*WHAT TO WORK ON*: Scan the entries below and give the number of lines containing "Connectivity", with no accompanying words.

*DATA FOR REVIEW*:
BEGIN
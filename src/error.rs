use mongodb::bson::{Bson, Document};
use mongodb::error::{ErrorKind, WriteFailure};
use thiserror::Error;

/// Server error code for a write rejected by the collection validator.
const DOCUMENT_VALIDATION_FAILURE: i32 = 121;

/// Server error codes that mean the request itself was malformed.
const QUERY_ERROR_CODES: &[i32] = &[
    2,     // BadValue
    9,     // FailedToParse
    14,    // TypeMismatch
    27,    // IndexNotFound ($text without a text index)
    40_323, // pipeline stage must have exactly one field
    40_324, // unrecognized pipeline stage
    15_952, // unknown group operator
    16_410, // field path references must be prefixed with '$'
    17_287, // can't canonicalize query
    31_249, // path collision in projection
    31_254, // cannot do exclusion on field in inclusion projection
    51_024, // BSON field value must be >= 0
];

#[derive(Error, Debug)]
pub enum ListingsError {
    #[error("Cannot reach the database: {reason}")]
    Connectivity { reason: String },

    #[error("Validation failed for field '{field}': {reason}")]
    Validation { field: String, reason: String },

    #[error("Listing not found: {id}")]
    NotFound { id: String },

    #[error("Invalid query: {reason}")]
    Query { reason: String },

    #[error("Configuration error: {0}")]
    Config(String),

    #[error("Database error: {0}")]
    Database(String),

    #[error("IO error: {0}")]
    Io(#[from] std::io::Error),

    #[error("JSON error: {0}")]
    Json(#[from] serde_json::Error),

    #[error("YAML error: {0}")]
    Yaml(#[from] serde_yml::Error),

    #[error("CSV error: {0}")]
    Csv(#[from] csv::Error),

    #[error("BSON error: {0}")]
    Bson(String),
}

impl ListingsError {
    pub(crate) fn validation(field: impl Into<String>, reason: impl Into<String>) -> Self {
        Self::Validation {
            field: field.into(),
            reason: reason.into(),
        }
    }

    pub(crate) fn query(reason: impl Into<String>) -> Self {
        Self::Query {
            reason: reason.into(),
        }
    }
}

// Field and message of the first write the collection validator refused, if any.
fn validator_rejection(kind: &ErrorKind) -> Option<(String, String)> {
    let (message, details) = match kind {
        ErrorKind::Write(WriteFailure::WriteError(write))
            if write.code == DOCUMENT_VALIDATION_FAILURE =>
        {
            (&write.message, write.details.as_ref())
        }
        ErrorKind::InsertMany(failure) => failure
            .write_errors
            .as_ref()?
            .iter()
            .find(|w| w.code == DOCUMENT_VALIDATION_FAILURE)
            .map(|w| (&w.message, w.details.as_ref()))?,
        _ => return None,
    };
    let field = details
        .and_then(rejected_field)
        .unwrap_or_else(|| "document".to_string());
    Some((field, message.clone()))
}

/// First property named in a `$jsonSchema` failure report (`errInfo`).
fn rejected_field(err_info: &Document) -> Option<String> {
    let details = err_info.get_document("details").unwrap_or(err_info);
    details
        .get_array("schemaRulesNotSatisfied")
        .ok()?
        .iter()
        .filter_map(Bson::as_document)
        .find_map(|rule| {
            let from_properties = rule
                .get_array("propertiesNotSatisfied")
                .ok()
                .and_then(|props| props.iter().filter_map(Bson::as_document).next())
                .and_then(|prop| prop.get_str("propertyName").ok());
            let from_required = rule
                .get_array("missingProperties")
                .ok()
                .and_then(|missing| missing.iter().find_map(Bson::as_str));
            from_properties.or(from_required).map(str::to_string)
        })
}

impl From<mongodb::error::Error> for ListingsError {
    fn from(err: mongodb::error::Error) -> Self {
        if let Some((field, reason)) = validator_rejection(err.kind.as_ref()) {
            return Self::validation(field, reason);
        }
        match err.kind.as_ref() {
            ErrorKind::ServerSelection { .. }
            | ErrorKind::Io(_)
            | ErrorKind::DnsResolve { .. }
            | ErrorKind::ConnectionPoolCleared { .. }
            | ErrorKind::Authentication { .. } => Self::Connectivity {
                reason: err.to_string(),
            },
            ErrorKind::Command(command) if QUERY_ERROR_CODES.contains(&command.code) => {
                Self::query(command.message.clone())
            }
            ErrorKind::InvalidArgument { message, .. } => Self::query(message.clone()),
            _ => Self::Database(err.to_string()),
        }
    }
}

impl From<mongodb::bson::ser::Error> for ListingsError {
    fn from(err: mongodb::bson::ser::Error) -> Self {
        Self::Bson(err.to_string())
    }
}

impl From<mongodb::bson::de::Error> for ListingsError {
    fn from(err: mongodb::bson::de::Error) -> Self {
        Self::Bson(err.to_string())
    }
}

pub type Result<T> = std::result::Result<T, ListingsError>;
END
*RESULT*: 2